The image retrieval in the image library comprises the following steps: performing the image retrieval based on the front predicted image, the side predicted image and the back predicted image respectively to obtain a front image retrieval result, a side image retrieval result and a back image retrieval result; or alternatively

And respectively extracting features of the front predicted image, the side predicted image and the back predicted image, fusing the extracted features to obtain fused features, and carrying out image retrieval based on the fused features to obtain retrieval results.

An image retrieval apparatus based on text description, comprising: the device comprises a text description acquisition unit, a text generation picture unit and an image retrieval unit;

The text description acquisition unit is used for acquiring text description input by a user;

the text-generated graph unit is used for generating a predicted image corresponding to the text description by utilizing a pre-trained text-generated graph model;

The image retrieval unit is used for performing image retrieval in an image library based on the predicted image to obtain an image retrieval result.

Preferably, a quality evaluation unit is further included between the text-to-image unit and the image retrieval unit, and is used for performing quality evaluation on the predicted image to obtain a quality evaluation result; when the quality evaluation result meets the set requirement, notifying the image retrieval unit to perform image retrieval; and prompting a user to modify the text description based on the quality evaluation result when the quality evaluation result does not meet the set requirement, and notifying the text description acquisition unit to acquire the text description input by the user again.

Preferably, in the quality evaluation unit, the performing quality evaluation on the predicted image includes:

and respectively carrying out feature extraction on the predicted image and the text description, carrying out similarity comparison on the feature extraction result, and determining the quality score of the predicted image based on the comparison result.
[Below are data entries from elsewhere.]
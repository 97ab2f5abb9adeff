use anyhow::Result;
use clap::Parser;
use tracing_subscriber::EnvFilter;

/// beauty: terminal beauty-product assistant.
///
/// Walks you from a product category through a few preference questions
/// to a recommended product, and offers a chat assistant, a store
/// inventory check and a two-product comparer on the side.
#[derive(Parser, Debug)]
#[command(name = "beauty", version, about)]
struct Cli {
    /// Base URL of the assistant API (overrides the config file).
    #[arg(long, env = "BEAUTY_API_URL")]
    api_url: Option<String>,

    /// Store id used for chat, inventory and compare requests.
    #[arg(short, long)]
    store_id: Option<String>,

    /// Increase logging verbosity (-v, -vv, -vvv).
    #[arg(short, long, action = clap::ArgAction::Count)]
    verbose: u8,
}

#[tokio::main]
async fn main() -> Result<()> {
    let cli = Cli::parse();

    // Set up logging.
    let filter = match cli.verbose {
        0 => "warn",
        1 => "info",
        2 => "debug",
        _ => "trace",
    };
    // Log to a file so the alternate screen stays clean. If the log file
    // can't be opened, discard logs instead.
    let log_dir = dirs::cache_dir()
        .unwrap_or_else(|| std::path::PathBuf::from("."))
        .join("beauty-assistant");
    let _ = std::fs::create_dir_all(&log_dir);
    let log_path = log_dir.join("beauty.log");
    let log_file = std::fs::OpenOptions::new()
        .create(true)
        .append(true)
        .open(&log_path);

    match log_file {
        Ok(file) => {
            tracing_subscriber::fmt()
                .with_env_filter(
                    EnvFilter::try_from_default_env().unwrap_or_else(|_| EnvFilter::new(filter)),
                )
                .with_writer(std::sync::Mutex::new(file))
                .with_ansi(false)
                .init();
        }
        Err(_) => {
            tracing_subscriber::fmt()
                .with_env_filter(EnvFilter::new("off"))
                .with_writer(std::io::sink)
                .init();
        }
    }

    // Load config.
    let mut config = beauty_core::AssistantConfig::load().unwrap_or_else(|e| {
        eprintln!("Warning: Failed to load config: {}. Using defaults.", e);
        beauty_core::AssistantConfig::default()
    });

    if let Some(url) = cli.api_url {
        config.api.base_url = url;
    }
    if let Some(store_id) = cli.store_id {
        config.store.store_id = store_id;
    }

    tracing::info!(
        "Starting beauty v{} against {}",
        env!("CARGO_PKG_VERSION"),
        config.api_base_url()
    );

    let mut app = beauty_tui::App::new(&config);
    app.run().await?;

    tracing::info!("beauty exited cleanly");
    Ok(())
}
Preferably, the quality evaluation unit comprises an image feature extractor, a text feature extractor, a first global feature mapper, a second global feature mapper and a quality score unit;

the image feature extractor is used for extracting global image features of the predicted image to obtain global image features of the predicted image;

The text feature extractor is used for extracting global text features of the text description to obtain global text features of the text description;

the first global feature mapper is used for processing the global image features and predicting to obtain local image features of the predicted image on each local attribute;

the second global feature mapper is configured to process the global text feature, and predict to obtain a local text feature of the text description on each local attribute;

And the quality scoring device is used for comparing the similarity between the global image feature and the global text feature, comparing the similarity between the local image feature and the local text feature on the same local attribute, and determining the overall quality score of the predicted image based on the comparison result of the two similarities.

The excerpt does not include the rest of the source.